§ Activity
Transcribe word for word the lines spanning the line with "#[tokio::test(start_paused = true)]" through the end of the records.

§ Working data
************

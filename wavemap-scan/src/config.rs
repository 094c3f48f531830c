//! Session configuration
//!
//! ```rust
//! use wavemap_scan::SessionConfig;
//!
//! let config = SessionConfig::from_json(r#"{
//!     "policy": { "min_scan_interval_ms": 10000 },
//!     "scan_timeout_ms": 15000
//! }"#).unwrap();
//!
//! assert_eq!(config.policy.min_scan_interval_ms, 10_000);
//! assert_eq!(config.policy.max_scans_per_window, 4);
//! ```

use std::time::Duration;

use serde::{Deserialize, Serialize};
use wavemap_core::ScanPolicy;

use crate::SessionError;

/// Smallest usable outcome channel: `Scanning` plus one terminal outcome
pub const MIN_CHANNEL_CAPACITY: usize = 2;

/// Scan session configuration
#[derive(Debug, Clone, PartialEq, Serialize, Deserialize)]
#[serde(default)]
pub struct SessionConfig {
    /// Rate limits applied by the gate
    pub policy: ScanPolicy,
    /// Give up on a triggered scan after this many milliseconds
    pub scan_timeout_ms: Option<u64>,
    /// Buffer size of each request's outcome channel
    pub channel_capacity: usize,
}

impl Default for SessionConfig {
    fn default() -> Self {
        Self {
            policy: ScanPolicy::default(),
            scan_timeout_ms: None,
            channel_capacity: MIN_CHANNEL_CAPACITY,
        }
    }
}

impl SessionConfig {
    /// Parse and validate a JSON document
    ///
    /// Missing fields take their defaults.
    pub fn from_json(json: &str) -> Result<Self, SessionError> {
        let config: Self = serde_json::from_str(json)?;
        config.validate()?;
        Ok(config)
    }

    /// Check values serde cannot
    pub fn validate(&self) -> Result<(), SessionError> {
        if self.channel_capacity < MIN_CHANNEL_CAPACITY {
            return Err(SessionError::InvalidConfig(
                "channel_capacity must be at least 2",
            ));
        }
        if self.policy.throttle_window_ms == 0 {
            return Err(SessionError::InvalidConfig(
                "policy.throttle_window_ms must be > 0",
            ));
        }
        if self.policy.max_scans_per_window == 0 {
            return Err(SessionError::InvalidConfig(
                "policy.max_scans_per_window must be > 0",
            ));
        }
        if self.scan_timeout_ms == Some(0) {
            return Err(SessionError::InvalidConfig("scan_timeout_ms must be > 0"));
        }
        Ok(())
    }

    /// Set the rate limits
    pub fn policy(mut self, policy: ScanPolicy) -> Self {
        self.policy = policy;
        self
    }

    /// Set the scan timeout, rounded down to whole milliseconds but never
    /// below one
    pub fn scan_timeout(mut self, timeout: Duration) -> Self {
        let ms = u64::try_from(timeout.as_millis()).unwrap_or(u64::MAX);
        self.scan_timeout_ms = Some(ms.max(1));
        self
    }

    /// Wait for the platform indefinitely
    pub fn no_timeout(mut self) -> Self {
        self.scan_timeout_ms = None;
        self
    }

    /// Set the outcome channel capacity, clamped to the minimum
    pub fn channel_capacity(mut self, capacity: usize) -> Self {
        self.channel_capacity = capacity.max(MIN_CHANNEL_CAPACITY);
        self
    }

    pub(crate) fn timeout(&self) -> Option<Duration> {
        self.scan_timeout_ms.map(Duration::from_millis)
    }
}
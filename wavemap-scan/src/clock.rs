//! Tokio-backed clock
//!
//! Reads milliseconds elapsed on the tokio clock since construction, so a
//! runtime with paused time (`tokio::time::pause`) drives the session
//! deterministically.

use tokio::time::Instant;
use wavemap_core::{TimeSource, Timestamp};

/// Monotonic clock on tokio's timer
#[derive(Debug, Clone, Copy)]
pub struct TokioClock {
    origin: Instant,
    offset_ms: Timestamp,
}

impl TokioClock {
    /// Clock reading zero now
    pub fn new() -> Self {
        Self::starting_at(0)
    }

    /// Clock reading `offset_ms` now
    pub fn starting_at(offset_ms: Timestamp) -> Self {
        Self {
            origin: Instant::now(),
            offset_ms,
        }
    }
}

impl Default for TokioClock {
    fn default() -> Self {
        Self::new()
    }
}

impl TimeSource for TokioClock {
    fn now(&self) -> Timestamp {
        self.offset_ms
            .saturating_add(self.origin.elapsed().as_millis() as Timestamp)
    }

    fn is_wall_clock(&self) -> bool {
        false
    }
}

#[cfg(test)]
mod tests {
    use super::*;
    use std::time::Duration;

    #[tokio::test(start_paused = true)]
    async fn follows_paused_time() {
        let clock = TokioClock::starting_at(500);
        assert_eq!(clock.now(), 500);

        tokio::time::sleep(Duration::from_millis(1_250)).await;
        assert_eq!(clock.now(), 1_750);
        assert!(!clock.is_wall_clock());
    }
}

************

§ Task answer
    #[tokio::test(start_paused = true)]
    async fn follows_paused_time() {
        let clock = TokioClock::starting_at(500);
        assert_eq!(clock.now(), 500);

        tokio::time::sleep(Duration::from_millis(1_250)).await;
        assert_eq!(clock.now(), 1_750);
        assert!(!clock.is_wall_clock());
    }
}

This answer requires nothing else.